Via Savas (subscribed!), I’m following a lot of the discussion regarding the recent Grid/Web-services “unification” specs, WSRF. Good stuff! These folks are even closer to having their Web gestalt moment I believe, as they’re now talking about “stateful resources” (now where have I heard of those before?) in the context of integrating two different systems, the Grid and Web services. Rock on! I think I’ll sign up to a mailing list or two.
While following those links, I ran across a proposal by Savas and his group called WS-GAF, a sort of accidental precursor to parts of WSRF. It mentioned REST;
There have been proposals for naming and uniformly providing access to resources, like the REpresentational State Transfer (REST)  model.

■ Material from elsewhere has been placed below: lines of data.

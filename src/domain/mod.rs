//! Domain models and types for Harbor.
//!
//! # Overview
//!
//! The domain layer provides:
//! - **Document types** ([`DocumentType`]) with their structural invariant ([`DocumentShape`])
//! - **Strongly-typed identifiers** ([`RecordId`], [`RecordKey`], [`WorkerId`])
//! - **Receiving and log models** ([`ReceivingRecord`], [`ProcessingLogEntry`])
//! - **Warehouse output** ([`WarehouseEntity`])
//! - **Error types** ([`HarborError`], [`ValidationError`], [`TransformError`], [`WarehouseError`])
//! - **Result type alias** ([`Result`])
//!
//! # Type Safety
//!
//! ```rust
//! use harbor::domain::{DocumentType, RecordId, RecordKey};
//!
//! let key = RecordKey::new(DocumentType::Fhir, RecordId::new(12).unwrap());
//! assert_eq!(key.to_string(), "fhir/12");
//! ```

pub mod document;
pub mod errors;
pub mod ids;
pub mod log;
pub mod record;
pub mod result;
pub mod warehouse;

// Re-export commonly used types for convenience
pub use document::{DocumentShape, DocumentType};
pub use errors::{HarborError, TransformError, ValidationError, WarehouseError};
pub use ids::{RecordId, RecordKey, WorkerId};
pub use log::{NewLogEntry, ProcessingLogEntry, ProcessingOutcome};
pub use record::ReceivingRecord;
pub use result::Result;
pub use warehouse::WarehouseEntity;
//! Receiving service
//!
//! The producer-facing entry point: validate, checksum, append.

use crate::adapters::database::traits::ReceivingStorage;
use crate::core::receiving::checksum::payload_checksum;
use crate::core::receiving::validator::DocumentValidator;
use crate::domain::document::DocumentType;
use crate::domain::errors::ValidationError;
use crate::domain::ids::{RecordId, RecordKey};
use crate::domain::record::ReceivingRecord;
use crate::domain::Result;
use chrono::Utc;
use std::sync::Arc;
use tokio::io::{AsyncBufRead, AsyncBufReadExt};

/// Validating front of the receiving store
pub struct ReceivingService {
    storage: Arc<dyn ReceivingStorage + Send + Sync>,
    validator: DocumentValidator,
}

impl ReceivingService {
    /// Create a service with the default validator
    pub fn new(storage: Arc<dyn ReceivingStorage + Send + Sync>) -> Self {
        Self::with_validator(storage, DocumentValidator::new())
    }

    /// Create a service with a custom validator
    pub fn with_validator(
        storage: Arc<dyn ReceivingStorage + Send + Sync>,
        validator: DocumentValidator,
    ) -> Self {
        Self { storage, validator }
    }

    /// Validate and append one payload
    ///
    /// The payload is stored exactly as given, not re-serialized.
    ///
    /// # Errors
    ///
    /// Returns `HarborError::Validation` when the payload fails its type's
    /// structural invariant; nothing is persisted in that case. Storage
    /// failures propagate unchanged.
    pub async fn append(&self, document_type: DocumentType, payload: &str) -> Result<RecordId> {
        if let Err(e) = self.validator.validate(document_type, payload) {
            tracing::warn!(
                document_type = %document_type,
                error = %e,
                "Rejected document"
            );
            return Err(e.into());
        }

        let checksum = payload_checksum(payload);
        let id = self
            .storage
            .append(document_type, payload, &checksum, Utc::now())
            .await?;

        tracing::info!(
            document_type = %document_type,
            record_id = %id,
            bytes = payload.len(),
            "Received document"
        );
        Ok(id)
    }

    /// Append every non-blank line of newline-delimited JSON as its own record
    ///
    /// All lines are validated before anything is written, so one bad line
    /// rejects the whole batch.
    ///
    /// # Errors
    ///
    /// Returns `HarborError::Validation` wrapping [`ValidationError::Line`]
    /// with the 1-based line number of the first invalid line.
    pub async fn append_ndjson<R>(
        &self,
        document_type: DocumentType,
        reader: R,
    ) -> Result<Vec<RecordId>>
    where
        R: AsyncBufRead + Unpin + Send,
    {
        let mut lines = reader.lines();
        let mut batch = Vec::new();
        let mut line_number = 0usize;

        while let Some(line) = lines.next_line().await? {
            line_number += 1;
            if line.trim().is_empty() {
                continue;
            }

            self.validator
                .validate(document_type, &line)
                .map_err(|e| ValidationError::Line {
                    line: line_number,
                    source: Box::new(e),
                })?;

            let checksum = payload_checksum(&line);
            batch.push((line, checksum));
        }

        if batch.is_empty() {
            tracing::info!(document_type = %document_type, "NDJSON input had no documents");
            return Ok(Vec::new());
        }

        let ids = self
            .storage
            .append_many(document_type, &batch, Utc::now())
            .await?;

        tracing::info!(
            document_type = %document_type,
            count = ids.len(),
            "Received NDJSON batch"
        );
        Ok(ids)
    }

    /// Fetch one record
    pub async fn get(&self, key: RecordKey) -> Result<Option<ReceivingRecord>> {
        self.storage.get(key).await
    }

    /// Number of records in a partition
    pub async fn count(&self, document_type: DocumentType) -> Result<u64> {
        self.storage.count(document_type).await
    }
}

#[cfg(test)]
mod tests {
    use super::*;
    use crate::adapters::memory::MemoryStore;
    use crate::domain::HarborError;

    fn service() -> ReceivingService {
        ReceivingService::new(Arc::new(MemoryStore::new()))
    }

    #[tokio::test]
    async fn test_append_preserves_payload_bytes() {
        let service = service();
        let payload = "{ \"participant\" : \"abc\" }";
        let id = service
            .append(DocumentType::Enrollment, payload)
            .await
            .unwrap();

        let record = service
            .get(RecordKey::new(DocumentType::Enrollment, id))
            .await
            .unwrap()
            .unwrap();
        assert_eq!(record.payload, payload);
        assert_eq!(record.checksum, payload_checksum(payload));
    }

    #[tokio::test]
    async fn test_rejected_append_persists_nothing() {
        let service = service();
        let err = service
            .append(DocumentType::Fhir, "[1,2,3]")
            .await
            .unwrap_err();

        assert!(matches!(err, HarborError::Validation(_)));
        assert_eq!(service.count(DocumentType::Fhir).await.unwrap(), 0);
    }

    #[tokio::test]
    async fn test_ndjson_skips_blank_lines() {
        let service = service();
        let input = "{\"n\":1}\n\n{\"n\":2}\n   \n{\"n\":3}\n";
        let ids = service
            .append_ndjson(DocumentType::ConsensusGenome, input.as_bytes())
            .await
            .unwrap();

        assert_eq!(ids.len(), 3);
        assert_eq!(ids[2].value(), 3);
    }

    #[tokio::test]
    async fn test_ndjson_rejects_whole_batch() {
        let service = service();
        let input = "{\"n\":1}\n{\"n\":2}\n[3]\n";
        let err = service
            .append_ndjson(DocumentType::ConsensusGenome, input.as_bytes())
            .await
            .unwrap_err();

        match err {
            HarborError::Validation(ValidationError::Line { line, source }) => {
                assert_eq!(line, 3);
                assert!(matches!(*source, ValidationError::WrongShape { .. }));
            }
            other => panic!("unexpected error: {other:?}"),
        }
        assert_eq!(
            service.count(DocumentType::ConsensusGenome).await.unwrap(),
            0
        );
    }
}
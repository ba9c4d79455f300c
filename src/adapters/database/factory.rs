//! Storage factory
//!
//! Builds the storage bundle for the configured `database_target`.

use crate::adapters::database::traits::{
    ProcessingLogStorage, ReceivingStorage, StorageBackend, WarehouseWriter,
};
use crate::adapters::memory::MemoryStore;
use crate::adapters::postgresql::adapter::PostgreSQLAdapter;
use crate::adapters::postgresql::client::PostgreSQLClient;
use crate::config::schema::{DatabaseTarget, HarborConfig};
use crate::domain::{HarborError, Result};
use std::sync::Arc;

/// Every storage concern, backed by one shared backend
///
/// The four handles point at the same adapter so a single connection pool
/// serves receiving, the processing log, and the warehouse.
#[derive(Clone)]
pub struct Storage {
    /// Lifecycle operations
    pub backend: Arc<dyn StorageBackend + Send + Sync>,

    /// Append-only receiving store
    pub receiving: Arc<dyn ReceivingStorage + Send + Sync>,

    /// Per-record processing logs
    pub log: Arc<dyn ProcessingLogStorage + Send + Sync>,

    /// Warehouse writer
    pub warehouse: Arc<dyn WarehouseWriter + Send + Sync>,
}

impl Storage {
    /// Share one adapter across all four handles
    pub fn from_backend<T>(backend: Arc<T>) -> Self
    where
        T: StorageBackend + ReceivingStorage + ProcessingLogStorage + WarehouseWriter + 'static,
    {
        Self {
            backend: backend.clone(),
            receiving: backend.clone(),
            log: backend.clone(),
            warehouse: backend,
        }
    }

    /// Fresh in-memory storage
    pub fn in_memory() -> Self {
        Self::from_backend(Arc::new(MemoryStore::new()))
    }
}

/// Create the storage bundle based on the configuration
///
/// # Errors
///
/// Returns an error if the selected backend is not configured or its client
/// cannot be created.
pub async fn create_storage(config: &HarborConfig) -> Result<Storage> {
    match config.database_target {
        DatabaseTarget::Memory => {
            tracing::info!("Creating in-memory storage");
            Ok(Storage::in_memory())
        }
        DatabaseTarget::PostgreSQL => {
            let pg_config = config.postgresql.as_ref().ok_or_else(|| {
                HarborError::Configuration(
                    "postgresql configuration is required when database_target = 'postgresql'"
                        .to_string(),
                )
            })?;

            tracing::info!("Creating PostgreSQL storage");
            let client = PostgreSQLClient::new(pg_config.clone()).await?;
            let adapter = Arc::new(PostgreSQLAdapter::new(client));

            Ok(Storage::from_backend(adapter))
        }
    }
}
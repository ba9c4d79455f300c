//! PostgreSQL storage backend
//!
//! Stores receiving partitions, the processing log, and the warehouse in a
//! single PostgreSQL database, in the `receiving` and `warehouse` schemas.

pub mod adapter;
pub mod client;
pub mod models;

pub use adapter::PostgreSQLAdapter;
pub use client::PostgreSQLClient;
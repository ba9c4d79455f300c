//! Processing log and derived state
//!
//! - [`state`] - State derived from the latest log entry
//! - [`manager`] - Log access, state queries, and administrative reset

pub mod manager;
pub mod state;

pub use manager::ProcessingLogManager;
pub use state::{ProcessingState, RetryStreak};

However, since REST depends on HTTP it is protocol specific and hence unsuitable for heterogeneous systems like the Grid.

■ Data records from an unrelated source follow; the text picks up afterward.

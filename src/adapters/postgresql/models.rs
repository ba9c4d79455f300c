//! Row mappings for the PostgreSQL tables
//!
//! Column names here must match `migrations/001_initial_schema.sql`.

use crate::domain::document::DocumentType;
use crate::domain::ids::RecordId;
use crate::domain::log::{ProcessingLogEntry, ProcessingOutcome};
use crate::domain::record::ReceivingRecord;
use crate::domain::warehouse::WarehouseEntity;
use crate::domain::{HarborError, Result};
use chrono::{DateTime, Utc};
use serde_json::Value;
use tokio_postgres::Row;

/// Columns selected from a receiving partition table
pub const RECEIVING_COLUMNS: &str = "id, payload, checksum, received_at";

/// Columns selected from `receiving.processing_log`
pub const LOG_COLUMNS: &str = "record_id, sequence_number, outcome, detail, revision, logged_at";

/// Fully qualified table name of a receiving partition
///
/// Partition names come from a closed enum, so interpolating them is safe.
pub fn receiving_table(document_type: DocumentType) -> String {
    format!("receiving.{}", document_type.partition())
}

/// Convert a row from a receiving partition into a record
pub fn receiving_record_from_row(document_type: DocumentType, row: &Row) -> Result<ReceivingRecord> {
    let id: i64 = get(row, "id")?;
    Ok(ReceivingRecord {
        id: RecordId::new(id).map_err(HarborError::Database)?,
        document_type,
        payload: get(row, "payload")?,
        checksum: get(row, "checksum")?,
        received_at: get(row, "received_at")?,
    })
}

/// Convert a row from the processing log into `(record id, entry)`
pub fn log_entry_from_row(row: &Row) -> Result<(RecordId, ProcessingLogEntry)> {
    let record_id: i64 = get(row, "record_id")?;
    let sequence_number: i64 = get(row, "sequence_number")?;
    let outcome: String = get(row, "outcome")?;
    let detail: Value = get(row, "detail")?;
    let revision: Option<i32> = get(row, "revision")?;
    let timestamp: DateTime<Utc> = get(row, "logged_at")?;

    let outcome: ProcessingOutcome = outcome.parse().map_err(HarborError::Database)?;

    Ok((
        RecordId::new(record_id).map_err(HarborError::Database)?,
        ProcessingLogEntry {
            sequence_number: sequence_number as u64,
            outcome,
            detail,
            revision: revision.map(|r| r as u32),
            timestamp,
        },
    ))
}

/// Convert a row from `warehouse.entity` into an entity
pub fn warehouse_entity_from_row(row: &Row) -> Result<WarehouseEntity> {
    Ok(WarehouseEntity {
        kind: get(row, "kind")?,
        key: get(row, "key")?,
        body: get(row, "body")?,
    })
}

fn get<'a, T>(row: &'a Row, column: &str) -> Result<T>
where
    T: tokio_postgres::types::FromSql<'a>,
{
    row.try_get(column)
        .map_err(|e| HarborError::Database(format!("Failed to read column '{column}': {e}")))
}

#[cfg(test)]
mod tests {
    use super::*;

    #[test]
    fn test_receiving_table_uses_snake_case_partition() {
        assert_eq!(
            receiving_table(DocumentType::PresenceAbsence),
            "receiving.presence_absence"
        );
        assert_eq!(receiving_table(DocumentType::Fhir), "receiving.fhir");
    }
}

First, I just want to say that I think it’s wonderful that REST was even mentioned in the context of the Grid. Most folks think it’s still just for humans and browsers and HTML. Very refreshing. Now for the bad news (come on, you knew it was coming … 8-). REST does not depend on HTTP at all. It is an architectural style, and therefore prescribes no specific implementation, it just describes the constraints that one uses when designing a RESTful system. You could run out and build one that didn’t use any existing technology, if you wanted to.
WS-GAF still uses URIs, which is great. Here’s an example of one;
This is wonderful, in a sense. It’s the first time I’ve seen that we’ve narrowed the whole SOA/REST/Web issue down to an issue of Web architecture, in particular, httpRange-14 (well, you have to squint a little to see why it’s really that issue – it could have been called the “uriRange” issue, i.e. what can a URI identify?).
So my claim is that WS-GAF would be far better off to identify its resources using http URIs, for the same reason that “info” scheme users would.